Rigid growth matrix: A key to success of cardiac tissue engineering
A new study by researchers at UCLA suggests that the elasticity of the physical matrix used for growing heart muscle cells outside of the body may be critical to the success of cardiac tissue engineering. The results were published in the journal Science and Technology of Advanced Materials this week.
Adult heart muscle is the least regenerative of human tissues. But embryonic cardiomyocytes (cardiac muscle cells) can multiply, with embryonic stem cells providing an endless reservoir for new cardiac tissue. A new study by Nakano, Gimzewski and their co-workers at the University of California, Los Angeles (UCLA) suggests that the elasticity of the physical matrix used for growing cardiomyocytes outside of the body may be critical to the success of cardiac tissue engineering efforts.

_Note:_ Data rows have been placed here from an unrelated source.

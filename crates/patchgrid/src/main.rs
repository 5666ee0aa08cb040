//! patchgrid: per-grid-cell landscape patch metrics.
//!
//! Extracts one class from a categorical raster, labels its 8-connected
//! patches, converts them to polygons and reports, for every cell of a
//! regular grid, the patch area, perimeter and patch count inside it.
//!
//! # Usage
//!
//! ```text
//! patchgrid [OPTIONS] --output <TABLE> <RASTER>
//! patchgrid [OPTIONS] --output <TABLE> --patches <GEOJSON>
//! ```
//!
//! The output format follows the table's extension (`.csv`, `.geojson`).
//! Per-stage diagnostics are printed to stdout; logs go to stderr.

#![allow(clippy::print_stdout, clippy::print_stderr)]

use std::path::{Path, PathBuf};
use std::process::ExitCode;
use std::time::{Duration, Instant};

use clap::Parser;
use patchgrid_pipeline::{
    CategoricalRaster, Clock, LabelingMode, Patch, Pipeline, PipelineConfig, PipelineDiagnostics,
    PipelineError, Stage,
};
use tracing_subscriber::EnvFilter;

/// Per-grid-cell patch metrics from a classified raster.
///
/// Reads a categorical raster (GeoTIFF or ESRI ASCII grid), extracts the
/// cells equal to `--class-value` and writes one row per grid cell that
/// contains part of a patch.
#[derive(Parser)]
#[command(name = "patchgrid", version)]
struct Cli {
    /// Input raster (`.tif`, `.tiff` or `.asc`).
    #[arg(required_unless_present = "patches", conflicts_with = "patches")]
    raster: Option<PathBuf>,

    /// Start from a GeoJSON polygon layer instead of a raster.
    #[arg(long)]
    patches: Option<PathBuf>,

    /// Class value to extract, parsed against the raster's cell type.
    #[arg(long, default_value = PipelineConfig::DEFAULT_CLASS_VALUE)]
    class_value: String,

    /// Grid spacing in CRS units.
    #[arg(long, default_value_t = PipelineConfig::DEFAULT_SPACING)]
    spacing: f64,

    /// Label in horizontal bands of this many rows, in parallel.
    #[arg(long, value_parser = clap::builder::RangedU64ValueParser::<u32>::new().range(1..))]
    band_rows: Option<u32>,

    /// Intersect grid cells with patches on a single thread.
    #[arg(long)]
    sequential_overlay: bool,

    /// Full pipeline config as a JSON string.
    ///
    /// When provided, all other pipeline parameter flags are ignored.
    /// The JSON must be a valid `PipelineConfig` serialization.
    #[arg(long)]
    config_json: Option<String>,

    /// Output table (`.csv`, `.geojson` or `.json`).
    #[arg(long, short)]
    output: Option<PathBuf>,

    /// Directory for intermediate layers (class mask, labels, patch
    /// polygons, grid).
    #[arg(long)]
    intermediates: Option<PathBuf>,

    /// Number of runs for averaging stage timings.
    #[arg(long, default_value_t = 1, value_parser = clap::builder::RangedU64ValueParser::<usize>::new().range(1..))]
    runs: usize,

    /// Output diagnostics as JSON instead of a human-readable report.
    #[arg(long)]
    json: bool,

    /// Log filter used when `RUST_LOG` is not set.
    #[arg(long, default_value = "info")]
    log_level: String,
}

/// Where the pipeline starts.
enum Input {
    Raster(CategoricalRaster),
    Patches(Vec<Patch>),
}

impl Input {
    fn load(cli: &Cli) -> Result<Self, patchgrid_io::IoError> {
        match (&cli.raster, &cli.patches) {
            (_, Some(path)) => patchgrid_io::read_patches(path).map(Self::Patches),
            (Some(path), None) => patchgrid_io::read_raster(path).map(Self::Raster),
            // clap requires one of the two
            (None, None) => Ok(Self::Patches(Vec::new())),
        }
    }

    fn crs(&self) -> Option<&str> {
        match self {
            Self::Raster(raster) => raster.crs(),
            Self::Patches(_) => None,
        }
    }

    fn start(&self, config: PipelineConfig) -> Result<Stage, PipelineError> {
        Ok(match self {
            Self::Raster(raster) => Pipeline::new(raster.clone(), config)?.into(),
            Self::Patches(patches) => Pipeline::from_patches(patches.clone(), config)?.into(),
        })
    }
}

/// Build a [`PipelineConfig`] from CLI arguments.
///
/// If `--config-json` is provided, the JSON is parsed directly and all
/// individual parameter flags are ignored.
fn config_from_cli(cli: &Cli) -> Result<PipelineConfig, String> {
    if let Some(ref json) = cli.config_json {
        return serde_json::from_str(json).map_err(|e| format!("Error parsing --config-json: {e}"));
    }

    Ok(PipelineConfig {
        class_value: cli.class_value.clone(),
        spacing: cli.spacing,
        labeling: cli
            .band_rows
            .map_or(LabelingMode::Auto, |rows| LabelingMode::Banded { rows }),
        parallel_overlay: !cli.sequential_overlay,
    })
}

fn init_logging(level: &str) {
    let filter = EnvFilter::try_from_default_env().unwrap_or_else(|_| EnvFilter::new(level));
    tracing_subscriber::fmt()
        .with_env_filter(filter)
        .with_writer(std::io::stderr)
        .init();
}

fn main() -> ExitCode {
    let cli = Cli::parse();
    init_logging(&cli.log_level);

    let config = match config_from_cli(&cli) {
        Ok(c) => c,
        Err(msg) => {
            eprintln!("{msg}");
            return ExitCode::FAILURE;
        }
    };

    let input = match Input::load(&cli) {
        Ok(input) => input,
        Err(e) => {
            eprintln!("I/O error: {e}");
            return ExitCode::FAILURE;
        }
    };
    tracing::info!(
        class_value = %config.class_value,
        spacing = config.spacing,
        runs = cli.runs,
        "starting",
    );

    if let Some(ref dir) = cli.intermediates
        && let Err(msg) = write_intermediates(dir, &input, &config)
    {
        eprintln!("{msg}");
        return ExitCode::FAILURE;
    }

    let mut all_diagnostics = Vec::with_capacity(cli.runs);
    let mut last_result = None;

    for run in 0..cli.runs {
        if cli.runs > 1 {
            eprintln!("--- Run {}/{} ---", run + 1, cli.runs);
        }

        let outcome = input
            .start(config.clone())
            .and_then(|start| patchgrid_pipeline::process_with_diagnostics(start, &StdClock));
        match outcome {
            Ok((result, diagnostics)) => {
                if cli.json {
                    match serde_json::to_string_pretty(&diagnostics) {
                        Ok(json) => println!("{json}"),
                        Err(e) => {
                            eprintln!("Error serializing diagnostics: {e}");
                            return ExitCode::FAILURE;
                        }
                    }
                } else {
                    println!("{}", diagnostics.report());
                }
                all_diagnostics.push(diagnostics);
                last_result = Some(result);
            }
            Err(e) => {
                eprintln!("Pipeline error: {e}");
                return ExitCode::FAILURE;
            }
        }
    }

    if cli.runs > 1 {
        print_multi_run_summary(&all_diagnostics);
    }

    let Some(result) = last_result else {
        return ExitCode::FAILURE;
    };
    if let Some(ref output) = cli.output
        && let Err(e) = patchgrid_io::write_table(&result.summaries, output, input.crs())
    {
        eprintln!("I/O error: {e}");
        return ExitCode::FAILURE;
    }

    eprintln!("{} rows", result.summaries.len());
    ExitCode::SUCCESS
}

/// Drive the stages once, saving each intermediate layer under `dir`.
fn write_intermediates(dir: &Path, input: &Input, config: &PipelineConfig) -> Result<(), String> {
    let pipeline_error = |e: PipelineError| format!("Pipeline error: {e}");
    let io_error = |e: patchgrid_io::IoError| format!("I/O error: {e}");
    let export_error = |e: patchgrid_export::ExportError| format!("Export error: {e}");
    let crs = input.crs();

    let vectorized = match input {
        Input::Raster(raster) => {
            let classified = Pipeline::new(raster.clone(), config.clone())
                .and_then(patchgrid_pipeline::pipeline::Pending::classify)
                .map_err(pipeline_error)?;
            patchgrid_io::write_raster(classified.mask(), &dir.join("class_area.tif"))
                .map_err(io_error)?;
            let labeled = classified.label().map_err(pipeline_error)?;
            patchgrid_io::write_raster(labeled.labels(), &dir.join("labelled_patches.tif"))
                .map_err(io_error)?;
            labeled.vectorize()
        }
        Input::Patches(patches) => {
            Pipeline::from_patches(patches.clone(), config.clone()).map_err(pipeline_error)?
        }
    };

    let sanitized = vectorized.sanitize();
    let layer =
        patchgrid_export::patches_to_geojson(sanitized.patches(), crs).map_err(export_error)?;
    patchgrid_io::write_text(&dir.join("vector_patches.geojson"), &layer).map_err(io_error)?;

    let gridded = sanitized.grid().map_err(pipeline_error)?;
    let grid = patchgrid_export::grid_to_geojson(gridded.cells(), crs).map_err(export_error)?;
    patchgrid_io::write_text(&dir.join("grid.geojson"), &grid).map_err(io_error)?;

    tracing::info!(dir = %dir.display(), "wrote intermediates");
    Ok(())
}

/// [`Clock`] implementation backed by [`std::time::Instant`].
struct StdClock;

impl Clock for StdClock {
    type Instant = Instant;

    fn now(&self) -> Instant {
        Instant::now()
    }

    fn elapsed(&self, since: &Instant) -> Duration {
        since.elapsed()
    }
}

/// Print aggregated statistics across multiple runs.
#[allow(clippy::cast_precision_loss)]
fn print_multi_run_summary(all_diagnostics: &[PipelineDiagnostics]) {
    println!();
    println!(
        "Summary ({} runs)\n{}",
        all_diagnostics.len(),
        "=".repeat(60),
    );

    if all_diagnostics.is_empty() {
        println!("Warning: no diagnostics to summarize");
        return;
    }

    let durations: Vec<f64> = all_diagnostics
        .iter()
        .map(|d| d.total_duration.as_secs_f64() * 1000.0)
        .collect();

    let min = durations.iter().copied().reduce(f64::min).unwrap_or(0.0);
    let max = durations.iter().copied().reduce(f64::max).unwrap_or(0.0);
    let mean = durations.iter().sum::<f64>() / durations.len() as f64;

    println!("Total duration: min={min:.3}ms  mean={mean:.3}ms  max={max:.3}ms");

    println!();
    println!("{:<24} {:>12}", "Stage", "Mean (ms)");
    println!("{}", "-".repeat(40));

    for name in patchgrid_pipeline::StageName::ALL {
        let stage_durations: Vec<f64> = all_diagnostics
            .iter()
            .flat_map(PipelineDiagnostics::stages)
            .filter(|(stage, _)| *stage == name)
            .map(|(_, diag)| diag.duration.as_secs_f64() * 1000.0)
            .collect();

        if stage_durations.is_empty() {
            continue;
        }

        let stage_mean = stage_durations.iter().sum::<f64>() / stage_durations.len() as f64;
        println!("{:<24} {stage_mean:>10.3}ms", name.as_str());
    }

    let fingerprints: std::collections::BTreeSet<u64> = all_diagnostics
        .iter()
        .map(|d| d.summary.fingerprint)
        .collect();
    if fingerprints.len() > 1 {
        println!();
        println!("Warning: output fingerprint differed between runs");
    }
}

#[cfg(test)]
#[allow(clippy::unwrap_used)]
mod tests {
    use super::*;

    #[test]
    fn cli_definition_is_consistent() {
        use clap::CommandFactory;
        Cli::command().debug_assert();
    }

    #[test]
    fn flags_build_config() {
        let cli = Cli::parse_from([
            "patchgrid",
            "landcover.tif",
            "--class-value",
            "31",
            "--spacing",
            "250",
            "--band-rows",
            "64",
        ]);
        let config = config_from_cli(&cli).unwrap();
        assert_eq!(config.class_value, "31");
        assert!((config.spacing - 250.0).abs() < f64::EPSILON);
        assert_eq!(config.labeling, LabelingMode::Banded { rows: 64 });
        assert!(config.parallel_overlay);
    }

    #[test]
    fn labeling_defaults_to_pipeline_default() {
        let cli = Cli::parse_from(["patchgrid", "landcover.tif"]);
        let config = config_from_cli(&cli).unwrap();
        assert_eq!(config.labeling, PipelineConfig::default().labeling);
        assert_eq!(config.labeling, LabelingMode::Auto);
    }

    #[test]
    fn config_json_overrides_flags() {
        let cli = Cli::parse_from([
            "patchgrid",
            "--patches",
            "patches.geojson",
            "--spacing",
            "250",
            "--config-json",
            r#"{"class_value": "2", "spacing": 50.0}"#,
        ]);
        let config = config_from_cli(&cli).unwrap();
        assert_eq!(config.class_value, "2");
        assert!((config.spacing - 50.0).abs() < f64::EPSILON);
    }

    #[test]
    fn raster_and_patches_are_exclusive() {
        assert!(
            Cli::try_parse_from(["patchgrid", "a.tif", "--patches", "b.geojson"]).is_err()
        );
        assert!(Cli::try_parse_from(["patchgrid"]).is_err());
    }
}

Published in the journal Science and Technology of Advanced Materials, the study found that a stiff or rigid environment not only enhances the function of existing cardiomyocytes (as has previously been shown), but also promotes the generation of cardiomyocytes from embryonic stem (ES) cells. It may therefor be possible to grow new heart muscle tissue from stem cells by manipulating the stiffness of the medium they're grown in.
In living organisms, a type of adult stem cells called mesenchymal stem cells (MSCs) are extremely sensitive to the elasticity of different materials, when cultured outside the body. For example, soft growing matrices that mimic brain tissue promote the differentiation of MSCs into neurons, while rigid matrices that resemble bone tissue promote the differentiation of MSCs into bone cells.
In this study, the UCLA team examined the role of matrix elasticity on cardiac muscle development using mouse and human embryonic stem cells, which were grown on different substrates of a silicon-based organic polymer that varied in stiffness. The team found that rigid matrices promoted the generation of more cardiomyocytes cells from ES cells. In addition, ES-derived cardiomyocytes displayed functional maturity and synchronization of beating when cultured with cardiomyocytes harvested from a developing embryo.
The team recommends further research on how biophysical cues determine the fate of embryonic stem cells in order to improve cardiac tissue culture methods for regenerative medicine purposes.